Enders - Porträt eines Marshals: Die Bonus-Story (German Edition)
Armes Starter-Mädchen, was ist dir zugestoßen?
Ich blicke auf die Tote zu meinen Füßen. Sie sollte um diese Zeit in ihren sicheren vier Wänden sein und ihre Hausaufgaben machen. Oder in einer Disco tanzen. Aber da liegt sie, auf dem kalten Beton dieser leer stehenden Tiefgarage, die nach Moder und alten Ölflecken riecht.
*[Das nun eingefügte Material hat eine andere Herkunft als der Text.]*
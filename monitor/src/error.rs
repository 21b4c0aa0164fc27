//! Error handling for the dive safety monitor
//!
//! Evaluators never fail; these errors cover configuration, snapshot input
//! and the service lifecycle.

use thiserror::Error;

use shared::ThresholdError;

/// Monitor error types
#[derive(Error, Debug)]
pub enum MonitorError {
    #[error("Configuration error: {0}")]
    Configuration(#[from] config::ConfigError),

    #[error(transparent)]
    InvalidThresholds(#[from] ThresholdError),

    #[error("Failed to read snapshot: {0}")]
    SnapshotIo(#[from] std::io::Error),

    #[error("Failed to parse snapshot: {0}")]
    SnapshotParse(#[from] serde_json::Error),

    #[error("Alert monitoring is stopped")]
    MonitoringStopped,
}

/// Result type alias for monitor operations
pub type MonitorResult<T> = Result<T, MonitorError>;
//! User-adjustable alert thresholds

use serde::{Deserialize, Serialize};
use validator::{Validate, ValidationError};

/// Limits used by the climate and tide evaluators.
///
/// Persisted outside the core and read-only to it. Defaults match the
/// watch app's factory settings.
#[derive(Debug, Clone, Copy, Serialize, Deserialize, PartialEq, Validate)]
#[validate(schema(function = "validate_temperature_bounds"))]
#[serde(default)]
pub struct AlertThresholds {
    /// Wind speed above which conditions are anomalous (m/s)
    #[validate(range(min = 0.0))]
    pub wind_speed_max_ms: f64,
    /// Lower temperature bound (°C)
    pub temperature_min_c: f64,
    /// Upper temperature bound (°C)
    pub temperature_max_c: f64,
    /// Wave height above which conditions are anomalous (m)
    #[validate(range(min = 0.0))]
    pub wave_height_max_m: f64,
    /// How far ahead an upcoming high tide raises a warning (hours)
    #[validate(range(min = 0.0, max = 24.0))]
    pub tide_alert_horizon_hours: f64,
}

impl Default for AlertThresholds {
    fn default() -> Self {
        Self {
            wind_speed_max_ms: 15.0,
            temperature_min_c: 5.0,
            temperature_max_c: 35.0,
            wave_height_max_m: 3.0,
            tide_alert_horizon_hours: 2.0,
        }
    }
}

fn validate_temperature_bounds(thresholds: &AlertThresholds) -> Result<(), ValidationError> {
    let all_finite = [
        thresholds.wind_speed_max_ms,
        thresholds.temperature_min_c,
        thresholds.temperature_max_c,
        thresholds.wave_height_max_m,
        thresholds.tide_alert_horizon_hours,
    ]
    .iter()
    .all(|v| v.is_finite());
    if !all_finite {
        return Err(ValidationError::new("non_finite_threshold"));
    }
    if thresholds.temperature_min_c >= thresholds.temperature_max_c {
        return Err(ValidationError::new("temperature_bounds"));
    }
    if thresholds.tide_alert_horizon_hours <= 0.0 {
        return Err(ValidationError::new("tide_horizon"));
    }
    Ok(())
}
//! Monitoring services for the dive safety assistant

pub mod alert;
pub mod emergency;
pub mod health;
pub mod notification;

pub use alert::AlertService;
pub use emergency::{EmergencyRequest, EmergencyService, TapGestureDetector};
pub use health::{HealthAssessment, HealthService};
pub use notification::{AlertSink, RecordingSink, TracingSink};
Die Sachen, die sie trägt – Hose, T-Shirt und ein von der Schulter gerutschtes Sweatshirt –, sind zerrissen. Starter-Klamotten eben. Wenn du häufig in Kämpfe verwickelt bist, sieht man das deiner Kleidung an. Und Starters sind ständig in Kämpfe verwickelt, weil es praktisch alle auf sie abgesehen haben. Renegaten, Ladenbesitzer, andere Starters.
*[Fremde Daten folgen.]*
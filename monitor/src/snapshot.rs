//! One poll's worth of already-decoded readings

use std::path::Path;

use chrono::{DateTime, FixedOffset};
use serde::{Deserialize, Serialize};

use shared::{Coordinate, TideEvent, TyphoonTrack, VitalsReading, WeatherReading};

use crate::error::MonitorResult;

/// Everything the poller gathered for one check
#[derive(Debug, Clone, Serialize, Deserialize, PartialEq)]
pub struct PollSnapshot {
    pub location: Coordinate,
    #[serde(default)]
    pub weather: Option<WeatherReading>,
    /// Today's tide events in chronological order
    #[serde(default)]
    pub tides: Vec<TideEvent>,
    #[serde(default)]
    pub typhoons: Vec<TyphoonTrack>,
    #[serde(default)]
    pub vitals: Option<VitalsReading>,
    /// Device-local time of the poll; replays use it instead of the clock
    #[serde(default)]
    pub observed_at: Option<DateTime<FixedOffset>>,
}

impl PollSnapshot {
    pub fn new(location: Coordinate) -> Self {
        Self {
            location,
            weather: None,
            tides: Vec::new(),
            typhoons: Vec::new(),
            vitals: None,
            observed_at: None,
        }
    }

    pub fn from_json(json: &str) -> MonitorResult<Self> {
        Ok(serde_json::from_str(json)?)
    }

    pub fn from_path(path: impl AsRef<Path>) -> MonitorResult<Self> {
        let contents = std::fs::read_to_string(path)?;
        Self::from_json(&contents)
    }
}
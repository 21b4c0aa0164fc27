//! Alert decision logic
//!
//! Each evaluator is a pure function over already-decoded readings. Missing
//! or unparseable inputs yield no alert, never an error.

pub mod climate;
pub mod tide;
pub mod typhoon;

pub use climate::*;
pub use tide::*;
pub use typhoon::*;
//! Dive safety monitor
//!
//! Orchestrates the shared decision core: owns the alert thresholds, the
//! cooldown gate, the active alert list and the emergency escalation state.

pub mod config;
pub mod error;
pub mod services;
pub mod snapshot;

pub use config::Config;
pub use error::{MonitorError, MonitorResult};
pub use snapshot::PollSnapshot;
Und natürlich Marshals wie ich.
Die Frage ist, welche dieser Risse bereits vorhanden waren und welche von ihrem Mörder verursacht wurden.
Ich ziehe meinen Taschen-Scanner heraus, gehe in die Hocke und fahre damit über die schadhaften Stellen. Auf dem kleinen Airscreen erscheinen Zahlen und Daten.
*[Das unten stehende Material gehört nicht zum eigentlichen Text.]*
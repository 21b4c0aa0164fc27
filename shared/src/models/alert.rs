//! Alert models

use chrono::{DateTime, Utc};
use serde::{Deserialize, Serialize};
use uuid::Uuid;

/// Category of a safety alert. Each kind has its own cooldown.
#[derive(Debug, Clone, Copy, Serialize, Deserialize, PartialEq, Eq, Hash)]
#[serde(rename_all = "snake_case")]
pub enum AlertKind {
    Typhoon,
    ClimateAnomaly,
    HighTide,
}

impl AlertKind {
    pub const ALL: [AlertKind; 3] = [
        AlertKind::Typhoon,
        AlertKind::ClimateAnomaly,
        AlertKind::HighTide,
    ];

    pub fn code(&self) -> &'static str {
        match self {
            AlertKind::Typhoon => "typhoon",
            AlertKind::ClimateAnomaly => "climate_anomaly",
            AlertKind::HighTide => "high_tide",
        }
    }
}

impl std::fmt::Display for AlertKind {
    fn fmt(&self, f: &mut std::fmt::Formatter<'_>) -> std::fmt::Result {
        f.write_str(self.code())
    }
}

/// An emitted alert. Never mutated after creation.
#[derive(Debug, Clone, Serialize, Deserialize, PartialEq)]
pub struct AlertRecord {
    pub id: Uuid,
    pub kind: AlertKind,
    pub title: String,
    pub message: String,
    pub created_at: DateTime<Utc>,
}

impl AlertRecord {
    pub fn new(
        kind: AlertKind,
        title: impl Into<String>,
        message: impl Into<String>,
        created_at: DateTime<Utc>,
    ) -> Self {
        Self {
            id: Uuid::new_v4(),
            kind,
            title: title.into(),
            message: message.into(),
            created_at,
        }
    }
}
Der jüngste Riss ist bereits einen Monat alt. Hatte ich mir fast gedacht. Keine große Hilfe.
Und das Einschussloch in der Herzgegend bringt mich ebenfalls nicht weiter. Sauberer Treffer aus einiger Entfernung. Die einzige Auskunft, die mir der Scanner gibt, ist, dass die Tat vor zwei Stunden geschah. Der anonyme Hinweis eines Passanten kam vor zehn Minuten herein.
Eine Erinnerung blitzt auf. Ein anderes Einschussloch, ein anderes Mädchen, eine andere Zeit. Ich verdränge sie aus meinen Gedanken.
Im Moment geht es nur um dieses Starter-Mädchen. Sie dürfte um die fünfzehn sein. Wahrscheinlich seit einem Jahr auf der Straße. Die meisten Starters haben ihre Angehörigen in den Sporen-Kriegen verloren. Ich fahre mit dem Scanner über die Spitzen der gut schulterlangen braunen Haare. Letzter Schnitt vor etwa sechzig Tagen. Komisch. Woher hatte sie das Geld für einen Friseurbesuch? Vielleicht eine Art Tauschgeschäft. Oder eine Freundin, die geschickt im Umgang mit der Schere war.
Wieder ein Bild vor meinen Augen wie ein Blitz. Jenny. Blonde Haare, gut schulterlang. Zerzaust.
Ich kehre in die Gegenwart zurück, taste den Körper der Toten mit dem Scanner ab, warte auf das rote Blinken des Monitors – ein Hinweis auf etwas Ungewöhnliches. Ich schalte den Ton ein, und eine Stimme verkündet mir, was der Taststrahl einliest, als ich mit dem Gerät über ihren Bauch streiche.
»Narbe von Unfall-Trauma, fünf Jahre alt. Vermutliche Ursache: Sturz.«
Vom Bauchnabel weiter in Richtung Hüften, über die Kleidung hinweg.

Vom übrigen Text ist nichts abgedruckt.